____ Data to examine

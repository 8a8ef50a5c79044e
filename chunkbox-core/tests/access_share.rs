use chunkbox_core::access::{evaluate, Decision, Reason, Role};
use chunkbox_core::audit::{self, MemoryAudit};
use chunkbox_core::manifest::{self, ChunkManifest, ChunkRecord};
use chunkbox_core::share::{update_sharing, ShareChange};
use chunkbox_core::workspace::Workspace;
use chunkbox_core::Error;
use std::fs;

fn shared_manifest() -> ChunkManifest {
    let mut mf = ChunkManifest::new(
        "alice",
        vec![ChunkRecord { name: "f.chunk1".into(), crc32: "3610A686".into(), size: Some(5) }],
    );
    mf.grant("bob");
    mf
}

#[test]
fn evaluation_order_is_admin_owner_shared() {
    let mf = shared_manifest();
    assert_eq!(evaluate("carol", Role::Admin, &mf), Decision::Allowed(Reason::AdminOverride));
    assert_eq!(evaluate("alice", Role::Admin, &mf), Decision::Allowed(Reason::AdminOverride));
    assert_eq!(evaluate("alice", Role::User, &mf), Decision::Allowed(Reason::Owner));
    assert_eq!(evaluate("bob", Role::User, &mf), Decision::Allowed(Reason::AllowedUser));
    assert_eq!(evaluate("carol", Role::User, &mf), Decision::Denied);
    assert_eq!(evaluate("Alice", Role::User, &mf), Decision::Denied);
}

#[test]
fn decisions_render_for_display() {
    let mf = shared_manifest();
    assert_eq!(evaluate("bob", Role::User, &mf).to_string(), "ALLOWED (shared)");
    assert_eq!(evaluate("eve", Role::User, &mf).to_string(), "DENIED");
    assert_eq!("ADMIN".parse::<Role>(), Ok(Role::Admin));
    assert!("root".parse::<Role>().is_err());
}

fn write(dir: &std::path::Path, name: &str, body: &str) -> std::path::PathBuf {
    let p = dir.join(name);
    fs::write(&p, body).unwrap();
    p
}

#[test]
fn load_accepts_missing_allowed_users() {
    let tmp = tempfile::tempdir().unwrap();
    let p = write(
        tmp.path(),
        "a.meta.json",
        r#"{"totalChunks":1,"chunks":[{"name":"a.chunk1","crc32":"cbf43926"}],"owner":"alice"}"#,
    );
    let mf = manifest::load(&p).unwrap();
    assert!(mf.allowed_users.is_empty());
    assert_eq!(mf.chunks[0].size, None);
}

#[test]
fn load_rejects_malformed_manifests() {
    let tmp = tempfile::tempdir().unwrap();
    let cases = [
        ("not json", "{"),
        ("count", r#"{"totalChunks":2,"chunks":[{"name":"a.chunk1","crc32":"00000000"}],"owner":"a"}"#),
        ("crc", r#"{"totalChunks":1,"chunks":[{"name":"a.chunk1","crc32":"xyz"}],"owner":"a"}"#),
        ("owner", r#"{"totalChunks":0,"chunks":[],"owner":" "}"#),
        ("name", r#"{"totalChunks":1,"chunks":[{"name":"../a","crc32":"00000000"}],"owner":"a"}"#),
        (
            "dup",
            r#"{"totalChunks":2,"chunks":[{"name":"a","crc32":"00000000"},{"name":"a","crc32":"00000000"}],"owner":"a"}"#,
        ),
        ("missing field", r#"{"chunks":[],"owner":"a"}"#),
    ];
    for (label, body) in cases {
        let p = write(tmp.path(), "m.meta.json", body);
        let err = manifest::load(&p).unwrap_err();
        assert!(matches!(err, Error::MalformedManifest { .. }), "{label}: {err}");
    }
    let p = write(tmp.path(), "o.meta.json", r#"{"totalChunks":0,"chunks":[]}"#);
    let err = manifest::load(&p).unwrap_err();
    assert!(err.to_string().contains("owner"), "{err}");

    fs::write(tmp.path().join("bin.meta.json"), [0xFFu8, 0xFE, 0x00]).unwrap();
    assert!(matches!(
        manifest::load(&tmp.path().join("bin.meta.json")),
        Err(Error::MalformedManifest { .. })
    ));
    assert!(matches!(
        manifest::load(&tmp.path().join("absent.meta.json")),
        Err(Error::NotFound(_))
    ));
}

#[test]
fn save_is_pretty_and_leaves_no_temp_file() {
    let tmp = tempfile::tempdir().unwrap();
    let p = tmp.path().join("f.meta.json");
    let mf = shared_manifest();
    manifest::save(&p, &mf).unwrap();
    let text = fs::read_to_string(&p).unwrap();
    assert!(text.contains("\"allowedUsers\": [\n    \"bob\"\n  ]"), "{text}");
    assert!(text.ends_with('\n'));
    assert_eq!(manifest::load(&p).unwrap(), mf);
    let names: Vec<_> = fs::read_dir(tmp.path()).unwrap().map(|e| e.unwrap().file_name()).collect();
    assert_eq!(names.len(), 1);
}

fn owned_workspace() -> (tempfile::TempDir, Workspace) {
    let tmp = tempfile::tempdir().unwrap();
    let ws = Workspace::new(tmp.path().join("ws"));
    ws.ensure().unwrap();
    let mf = ChunkManifest::new("alice", vec![]);
    manifest::save(&ws.root().join("f.meta.json"), &mf).unwrap();
    (tmp, ws)
}

#[test]
fn owner_grants_and_revokes() {
    let (_tmp, ws) = owned_workspace();
    let sink = MemoryAudit::default();

    let (mf, changed) =
        update_sharing(&ws, "f", "alice", Role::User, "bob", ShareChange::Grant, &sink).unwrap();
    assert!(changed);
    assert_eq!(mf.allowed_users, ["bob"]);
    let (_, changed) =
        update_sharing(&ws, "f", "alice", Role::User, "bob", ShareChange::Grant, &sink).unwrap();
    assert!(!changed);

    let on_disk = manifest::load(&ws.root().join("f.meta.json")).unwrap();
    assert_eq!(evaluate("bob", Role::User, &on_disk), Decision::Allowed(Reason::AllowedUser));

    let (mf, changed) =
        update_sharing(&ws, "f", "alice", Role::User, "bob", ShareChange::Revoke, &sink).unwrap();
    assert!(changed);
    assert!(mf.allowed_users.is_empty());

    let shared: Vec<_> =
        sink.events().into_iter().filter(|e| e.action == audit::FILE_SHARED).collect();
    assert_eq!(shared.len(), 2);
    assert_eq!(shared[0].target_file.as_deref(), Some("f"));
}

#[test]
fn only_owner_or_admin_may_share() {
    let (_tmp, ws) = owned_workspace();
    let sink = MemoryAudit::default();
    update_sharing(&ws, "f", "alice", Role::User, "bob", ShareChange::Grant, &sink).unwrap();

    let err = update_sharing(&ws, "f", "bob", Role::User, "carol", ShareChange::Grant, &sink)
        .unwrap_err();
    assert!(matches!(err, Error::AccessDenied { ref identity, .. } if identity == "bob"));
    let err = update_sharing(&ws, "f", "mallory", Role::User, "mallory", ShareChange::Grant, &sink)
        .unwrap_err();
    assert!(matches!(err, Error::AccessDenied { .. }));

    let (mf, changed) =
        update_sharing(&ws, "f", "root", Role::Admin, "carol", ShareChange::Grant, &sink).unwrap();
    assert!(changed);
    assert_eq!(mf.allowed_users, ["bob", "carol"]);
}

#[test]
fn sharing_unknown_file_is_not_found() {
    let (_tmp, ws) = owned_workspace();
    let sink = MemoryAudit::default();
    let err = update_sharing(&ws, "ghost", "alice", Role::User, "bob", ShareChange::Grant, &sink)
        .unwrap_err();
    assert!(matches!(err, Error::NotFound(_)), "{err}");
}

________

*Exercise aim*. Copy all lines from the material that hold "label".

*Answer space*.
    for (label, body) in cases {
        assert!(matches!(err, Error::MalformedManifest { .. }), "{label}: {err}");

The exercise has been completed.